- **Task instructions**
From the records below, set down exactly the lines starting with the line that contains "and without duplicates." and going on through the line that contains "fn build_set(patterns: &[String])". Nothing else is wanted.

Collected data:
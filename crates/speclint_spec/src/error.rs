//! Error types for the spec module.

use std::path::PathBuf;
use thiserror::Error;

/// Result type alias for spec operations.
pub type SpecResult<T> = Result<T, SpecError>;

/// Errors that can occur while locating or loading specs.
#[derive(Error, Debug)]
pub enum SpecError {
    #[error("Spec not found at path: {0}")]
    NotFound(PathBuf),

    #[error("Invalid spec format in file {path}: {message}")]
    InvalidFormat { path: PathBuf, message: String },

    #[error("IO error: {0}")]
    Io(#[from] std::io::Error),

    #[error("YAML parsing error: {0}")]
    Yaml(#[from] serde_yaml::Error),
}
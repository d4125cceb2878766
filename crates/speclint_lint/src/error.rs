//! Error types for the lint module.

use thiserror::Error;

/// Result type alias for lint operations.
pub type LintResult<T> = Result<T, LintError>;

/// Errors surfaced by a lint session.
///
/// Rule violations, unparsable specs and fetch or build problems are
/// findings, not errors. Only a session that cannot start is an error.
#[derive(Error, Debug)]
pub enum LintError {
    /// No input could be resolved to a spec; no report is produced.
    #[error("{0}")]
    Configuration(String),

    /// Linting finished and at least one spec failed; carries the report.
    #[error("{0}")]
    Informative(String),

    #[error("IO error: {0}")]
    Io(#[from] std::io::Error),
}

impl LintError {
    pub fn is_configuration(&self) -> bool {
        matches!(self, LintError::Configuration(_))
    }
}
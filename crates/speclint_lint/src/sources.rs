//! Resolving `source_files` patterns against a fetched source tree.

use std::path::{Path, PathBuf};

use globset::{GlobBuilder, GlobSet, GlobSetBuilder};
use tracing::{debug, warn};
use walkdir::WalkDir;

/// Files below `root` matched by any of `patterns`, relative to `root`,
/// sorted and without duplicates.
///
/// Patterns are globs relative to `root` with `{a,b}` alternation. A pattern
/// naming a directory matches every file beneath it. Version control
/// metadata is never matched.
pub fn resolve_patterns(root: &Path, patterns: &[String]) -> Vec<PathBuf> {
    let set = build_set(patterns);
    let mut matched: Vec<PathBuf> = list_files(root)
        .into_iter()
        .filter(|f| set.is_match(f))
        .collect();

    matched.sort();
    matched.dedup();
    debug!("{} files matched {:?} under {:?}", matched.len(), patterns, root);
    matched
}

fn build_set(patterns: &[String]) -> GlobSet {
    let mut builder = GlobSetBuilder::new();
    for pattern in patterns.iter().map(|p| p.trim()).filter(|p| !p.is_empty()) {
        let pattern = pattern.trim_start_matches("./").trim_end_matches('/');
        // The second glob covers files beneath a matched directory.
        for candidate in [pattern.to_string(), format!("{}/**", pattern)] {
            match GlobBuilder::new(&candidate).literal_separator(true).build() {
                Ok(glob) => {
                    builder.add(glob);
                }
                Err(e) => {
                    warn!("Ignoring invalid pattern '{}': {}", pattern, e);
                    break;
                }
            }
        }
    }
    builder.build().unwrap_or_else(|e| {
        warn!("Ignoring source patterns {:?}: {}", patterns, e);
        GlobSet::empty()
    })
}

fn list_files(root: &Path) -> Vec<PathBuf> {
    WalkDir::new(root)
        .into_iter()
        .filter_entry(|e| e.file_name() != ".git")
        .filter_map(|e| e.ok())
        .filter(|e| e.file_type().is_file())
        .filter_map(|e| e.path().strip_prefix(root).ok().map(Path::to_path_buf))
        .collect()
}
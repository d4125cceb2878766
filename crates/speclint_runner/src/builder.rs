//! Build invocation against a fetched source.

use std::collections::BTreeMap;
use std::path::PathBuf;
use std::sync::OnceLock;
use std::time::Duration;

use async_trait::async_trait;
use regex::Regex;
use serde::{Deserialize, Serialize};
use tokio::process::Command;
use tracing::{debug, info};

use crate::error::{RunnerError, RunnerResult};
use crate::process::{run_command, CommandOutput};

/// External build command configuration.
#[derive(Debug, Clone, Serialize, Deserialize, PartialEq, Eq)]
pub struct BuildConfig {
    /// Program to run inside the checked-out source.
    pub program: String,
    #[serde(default)]
    pub args: Vec<String>,
    #[serde(default = "default_build_timeout")]
    pub timeout_secs: u64,
    /// Extra environment passed to the build.
    #[serde(default)]
    pub env: BTreeMap<String, String>,
}

fn default_build_timeout() -> u64 {
    600
}

impl BuildConfig {
    pub fn new(program: impl Into<String>) -> Self {
        Self {
            program: program.into(),
            args: Vec::new(),
            timeout_secs: default_build_timeout(),
            env: BTreeMap::new(),
        }
    }

    pub fn with_args(mut self, args: Vec<String>) -> Self {
        self.args = args;
        self
    }
}

/// What to build: one platform of one fetched spec.
#[derive(Debug, Clone, PartialEq, Eq)]
pub struct BuildRequest {
    pub workspace: PathBuf,
    pub platform: String,
    /// Files resolved from the platform's patterns, relative to `workspace`.
    pub source_files: Vec<PathBuf>,
    pub requires_arc: bool,
}

/// Severity of a compiler diagnostic.
#[derive(Debug, Clone, Copy, PartialEq, Eq, Serialize, Deserialize)]
#[serde(rename_all = "snake_case")]
pub enum DiagnosticLevel {
    Error,
    Warning,
}

/// A single compiler or toolchain message.
#[derive(Debug, Clone, PartialEq, Eq, Serialize, Deserialize)]
pub struct Diagnostic {
    pub level: DiagnosticLevel,
    pub message: String,
}

/// Outcome of a build that ran to completion.
#[derive(Debug, Clone, Default, PartialEq, Eq)]
pub struct BuildOutput {
    pub success: bool,
    pub exit_code: Option<i32>,
    pub diagnostics: Vec<Diagnostic>,
    pub output: String,
    pub duration_ms: u64,
}

impl BuildOutput {
    /// A clean, successful build.
    pub fn succeeded() -> Self {
        Self {
            success: true,
            exit_code: Some(0),
            ..Default::default()
        }
    }

    /// A failed build reporting the given diagnostics.
    pub fn failed(diagnostics: Vec<Diagnostic>) -> Self {
        Self {
            success: false,
            exit_code: Some(1),
            diagnostics,
            ..Default::default()
        }
    }

    pub fn from_command(output: &CommandOutput) -> Self {
        let combined = output.combined_output();
        Self {
            success: output.success(),
            exit_code: output.exit_code,
            diagnostics: parse_diagnostics(&combined),
            output: combined,
            duration_ms: output.duration_ms,
        }
    }

    pub fn errors(&self) -> impl Iterator<Item = &Diagnostic> {
        self.diagnostics.iter().filter(|d| d.level == DiagnosticLevel::Error)
    }

    pub fn warnings(&self) -> impl Iterator<Item = &Diagnostic> {
        self.diagnostics.iter().filter(|d| d.level == DiagnosticLevel::Warning)
    }
}

/// Extract `error:` / `warning:` lines from build output, in order, without duplicates.
pub fn parse_diagnostics(output: &str) -> Vec<Diagnostic> {
    static PATTERN: OnceLock<Regex> = OnceLock::new();
    let re = PATTERN.get_or_init(|| {
        Regex::new(r"(?i)\b(error|warning):\s*\S").expect("diagnostic pattern is valid")
    });

    let mut diagnostics: Vec<Diagnostic> = Vec::new();
    for line in output.lines() {
        let Some(caps) = re.captures(line) else {
            continue;
        };
        let level = if caps[1].eq_ignore_ascii_case("error") {
            DiagnosticLevel::Error
        } else {
            DiagnosticLevel::Warning
        };
        let diagnostic = Diagnostic {
            level,
            message: line.trim().to_string(),
        };
        if !diagnostics.contains(&diagnostic) {
            diagnostics.push(diagnostic);
        }
    }
    diagnostics
}

/// Builds a fetched source for a platform.
#[async_trait]
pub trait BuildInvoker: Send + Sync {
    /// Run the build. `Err` means the build could not run at all; a build
    /// that ran and failed is an `Ok` with `success == false`.
    async fn build(&self, request: &BuildRequest) -> RunnerResult<BuildOutput>;
}

/// Build invoker that runs a configured external command.
#[derive(Debug, Clone)]
pub struct CommandBuilder {
    config: BuildConfig,
}

impl CommandBuilder {
    pub fn new(config: BuildConfig) -> Self {
        Self { config }
    }

    pub fn config(&self) -> &BuildConfig {
        &self.config
    }
}

#[async_trait]
impl BuildInvoker for CommandBuilder {
    async fn build(&self, request: &BuildRequest) -> RunnerResult<BuildOutput> {
        if self.config.program.trim().is_empty() {
            return Err(RunnerError::BuildFailed("no build program configured".to_string()));
        }

        info!(
            "Building {} for {} ({} files)",
            request.workspace.display(),
            request.platform,
            request.source_files.len()
        );

        let files = request
            .source_files
            .iter()
            .map(|f| f.to_string_lossy().to_string())
            .collect::<Vec<_>>()
            .join("\n");

        let mut command = Command::new(&self.config.program);
        command
            .args(&self.config.args)
            .current_dir(&request.workspace)
            .envs(&self.config.env)
            .env("SPECLINT_PLATFORM", &request.platform)
            .env("SPECLINT_SOURCE_FILES", files)
            .env("SPECLINT_REQUIRES_ARC", request.requires_arc.to_string());

        let output = run_command(command, Duration::from_secs(self.config.timeout_secs)).await?;
        let result = BuildOutput::from_command(&output);
        debug!(
            "Build for {} finished: success={} diagnostics={}",
            request.platform,
            result.success,
            result.diagnostics.len()
        );
        Ok(result)
    }
}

- **Output of the task**
/// sorted and without duplicates.
///
/// Patterns are globs relative to `root` with `{a,b}` alternation. A pattern
/// naming a directory matches every file beneath it. Version control
/// metadata is never matched.
pub fn resolve_patterns(root: &Path, patterns: &[String]) -> Vec<PathBuf> {
    let set = build_set(patterns);
    let mut matched: Vec<PathBuf> = list_files(root)
        .into_iter()
        .filter(|f| set.is_match(f))
        .collect();

    matched.sort();
    matched.dedup();
    debug!("{} files matched {:?} under {:?}", matched.len(), patterns, root);
    matched
}

fn build_set(patterns: &[String]) -> GlobSet {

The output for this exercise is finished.